Work order:
Would you show every line from the records that holds "values"?

--

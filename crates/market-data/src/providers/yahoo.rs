//! Yahoo Finance chart API provider.
//!
//! Fetches daily OHLCV bars from the v8 chart endpoint. The response format
//! is unofficial and changes without notice, so every structural surprise is
//! reported as `ResponseFormat` and the CSV provider serves as fallback.

use async_trait::async_trait;
use market_core::error::{FetchError, MarketError};
use market_core::traits::BarProvider;
use market_core::types::{Bar, Period};
use reqwest::header::RETRY_AFTER;
use reqwest::StatusCode;
use serde::{Deserialize, Serialize};
use std::time::Duration;
use tracing::debug;

/// Yahoo provider settings.
#[derive(Debug, Clone, PartialEq, Eq, Serialize, Deserialize)]
#[serde(default)]
pub struct YahooConfig {
    pub base_url: String,
    pub user_agent: String,
    /// HTTP client timeout; the fetcher's per-attempt timeout normally fires first
    pub timeout_secs: u64,
}

impl Default for YahooConfig {
    fn default() -> Self {
        Self {
            base_url: "https://query2.finance.yahoo.com".to_string(),
            user_agent: "Mozilla/5.0 (X11; Linux x86_64) AppleWebKit/537.36".to_string(),
            timeout_secs: 30,
        }
    }
}

#[derive(Debug, Deserialize)]
struct ChartResponse {
    chart: ChartResult,
}

#[derive(Debug, Deserialize)]
struct ChartResult {
    result: Option<Vec<ChartData>>,
    error: Option<ChartError>,
}

#[derive(Debug, Deserialize)]
struct ChartError {
    code: String,
    description: Option<String>,
}

#[derive(Debug, Deserialize)]
struct ChartData {
    timestamp: Option<Vec<i64>>,
    indicators: Indicators,
}

#[derive(Debug, Deserialize)]
struct Indicators {
    quote: Vec<QuoteData>,
}

#[derive(Debug, Default, Deserialize)]
#[serde(default)]
struct QuoteData {
    open: Vec<Option<f64>>,
    high: Vec<Option<f64>>,
    low: Vec<Option<f64>>,
    close: Vec<Option<f64>>,
    volume: Vec<Option<f64>>,
}

/// Yahoo Finance data provider.
pub struct YahooProvider {
    client: reqwest::Client,
    base_url: String,
    timeout_ms: u64,
}

impl YahooProvider {
    pub fn new(config: &YahooConfig) -> Result<Self, MarketError> {
        let client = reqwest::Client::builder()
            .timeout(Duration::from_secs(config.timeout_secs))
            .user_agent(&config.user_agent)
            .build()
            .map_err(|e| MarketError::Config(format!("failed to build HTTP client: {e}")))?;

        Ok(Self {
            client,
            base_url: config.base_url.trim_end_matches('/').to_string(),
            timeout_ms: config.timeout_secs * 1000,
        })
    }

    fn chart_url(&self, symbol: &str, period: Period) -> String {
        format!(
            "{}/v8/finance/chart/{symbol}?range={}&interval=1d",
            self.base_url,
            period.as_range()
        )
    }
}

/// Map a non-success HTTP status to a fetch error.
fn status_error(symbol: &str, status: StatusCode, retry_after: Option<u64>) -> FetchError {
    match status {
        StatusCode::TOO_MANY_REQUESTS => FetchError::RateLimited {
            retry_after_secs: retry_after,
        },
        StatusCode::NOT_FOUND => FetchError::SymbolNotFound(symbol.to_string()),
        s if s.is_server_error() => FetchError::Transient(format!("HTTP {s} for {symbol}")),
        s => FetchError::ResponseFormat(format!("HTTP {s} for {symbol}")),
    }
}

/// Convert a chart response into raw, unvalidated bars.
///
/// Missing values become NaN so the validator rejects those bars with a
/// reason instead of silently dropping them. Rows where every field is
/// missing (non-trading days) are skipped.
fn parse_chart(symbol: &str, resp: ChartResponse) -> Result<Vec<Bar>, FetchError> {
    let result = match (resp.chart.result, resp.chart.error) {
        (_, Some(err)) if err.code == "Not Found" => return Err(FetchError::SymbolNotFound(symbol.to_string())),
        (_, Some(err)) => {
            return Err(FetchError::ResponseFormat(format!(
                "{}: {}",
                err.code,
                err.description.unwrap_or_default()
            )))
        }
        (Some(result), None) => result,
        (None, None) => return Err(FetchError::ResponseFormat("empty result with no error".into())),
    };

    let data = result
        .into_iter()
        .next()
        .ok_or_else(|| FetchError::ResponseFormat("result array is empty".into()))?;
    let timestamps = data.timestamp.unwrap_or_default();
    let quote = data
        .indicators
        .quote
        .into_iter()
        .next()
        .ok_or_else(|| FetchError::ResponseFormat("no quote data".into()))?;

    let field = |values: &[Option<f64>], i: usize| values.get(i).copied().flatten();

    let bars: Vec<Bar> = timestamps
        .iter()
        .enumerate()
        .filter_map(|(i, &ts)| {
            let values = [
                field(&quote.open, i),
                field(&quote.high, i),
                field(&quote.low, i),
                field(&quote.close, i),
                field(&quote.volume, i),
            ];
            if values.iter().all(Option::is_none) {
                return None;
            }
            let [open, high, low, close, volume] = values.map(|v| v.unwrap_or(f64::NAN));
            Some(Bar::new(ts * 1000, open, high, low, close, volume))
        })
        .collect();

    if bars.is_empty() {
        return Err(FetchError::SymbolNotFound(symbol.to_string()));
    }
    Ok(bars)
}

#[async_trait]
impl BarProvider for YahooProvider {
    async fn fetch_bars(&self, symbol: &str, period: Period) -> Result<Vec<Bar>, FetchError> {
        let url = self.chart_url(symbol, period);
        debug!(symbol, %url, "Yahoo chart request");

        let resp = self.client.get(&url).send().await.map_err(|e| {
            if e.is_timeout() {
                FetchError::Timeout(self.timeout_ms)
            } else {
                FetchError::Transient(e.to_string())
            }
        })?;

        let status = resp.status();
        if !status.is_success() {
            let retry_after = resp
                .headers()
                .get(RETRY_AFTER)
                .and_then(|v| v.to_str().ok())
                .and_then(|v| v.trim().parse::<u64>().ok());
            return Err(status_error(symbol, status, retry_after));
        }

        let chart: ChartResponse = resp
            .json()
            .await
            .map_err(|e| FetchError::ResponseFormat(format!("failed to parse response for {symbol}: {e}")))?;

        parse_chart(symbol, chart)
    }

    fn name(&self) -> &str {
        "yahoo"
    }
}

#[cfg(test)]
mod tests {
    use super::*;

    fn parse(symbol: &str, json: &str) -> Result<Vec<Bar>, FetchError> {
        parse_chart(symbol, serde_json::from_str(json).unwrap())
    }

    #[test]
    fn test_parse_bars() {
        let json = r#"{"chart":{"result":[{"timestamp":[1704205800,1704292200,1704378600],
            "indicators":{"quote":[{"open":[100.0,null,102.0],"high":[101.0,null,103.0],
            "low":[99.0,null,101.0],"close":[100.5,null,102.5],"volume":[1000,null,1200]}]}}],
            "error":null}}"#;

        let bars = parse("SPY", json).unwrap();

        assert_eq!(bars.len(), 2);
        assert_eq!(bars[0].timestamp, 1_704_205_800_000);
        assert_eq!(bars[1].close, 102.5);
        assert_eq!(bars[1].volume, 1200.0);
    }

    #[test]
    fn test_partial_row_kept_as_nan() {
        let json = r#"{"chart":{"result":[{"timestamp":[1704205800],
            "indicators":{"quote":[{"open":[100.0],"high":[null],"low":[99.0],"close":[100.5],"volume":[10]}]}}],
            "error":null}}"#;

        let bars = parse("SPY", json).unwrap();
        assert!(bars[0].high.is_nan());
    }

    #[test]
    fn test_not_found_error() {
        let json = r#"{"chart":{"result":null,"error":{"code":"Not Found","description":"No data found"}}}"#;
        assert_eq!(parse("ZZZZ", json), Err(FetchError::SymbolNotFound("ZZZZ".into())));
    }

    #[test]
    fn test_unexpected_shape() {
        let json = r#"{"chart":{"result":[],"error":null}}"#;
        assert!(matches!(parse("SPY", json), Err(FetchError::ResponseFormat(_))));
    }

    #[test]
    fn test_status_mapping() {
        assert_eq!(
            status_error("SPY", StatusCode::TOO_MANY_REQUESTS, Some(30)),
            FetchError::RateLimited {
                retry_after_secs: Some(30)
            }
        );
        assert!(matches!(
            status_error("SPY", StatusCode::BAD_GATEWAY, None),
            FetchError::Transient(_)
        ));
        assert_eq!(
            status_error("SPY", StatusCode::NOT_FOUND, None),
            FetchError::SymbolNotFound("SPY".into())
        );
        assert!(matches!(
            status_error("SPY", StatusCode::UNAUTHORIZED, None),
            FetchError::ResponseFormat(_)
        ));
    }

    #[test]
    fn test_chart_url() {
        let provider = YahooProvider::new(&YahooConfig::default()).unwrap();
        assert_eq!(
            provider.chart_url("XLK", Period::SixMonths),
            "https://query2.finance.yahoo.com/v8/finance/chart/XLK?range=6mo&interval=1d"
        );
    }
}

--

Answer to this exercise:
/// Missing values become NaN so the validator rejects those bars with a
    let field = |values: &[Option<f64>], i: usize| values.get(i).copied().flatten();
            let values = [
            if values.iter().all(Option::is_none) {
            let [open, high, low, close, volume] = values.map(|v| v.unwrap_or(f64::NAN));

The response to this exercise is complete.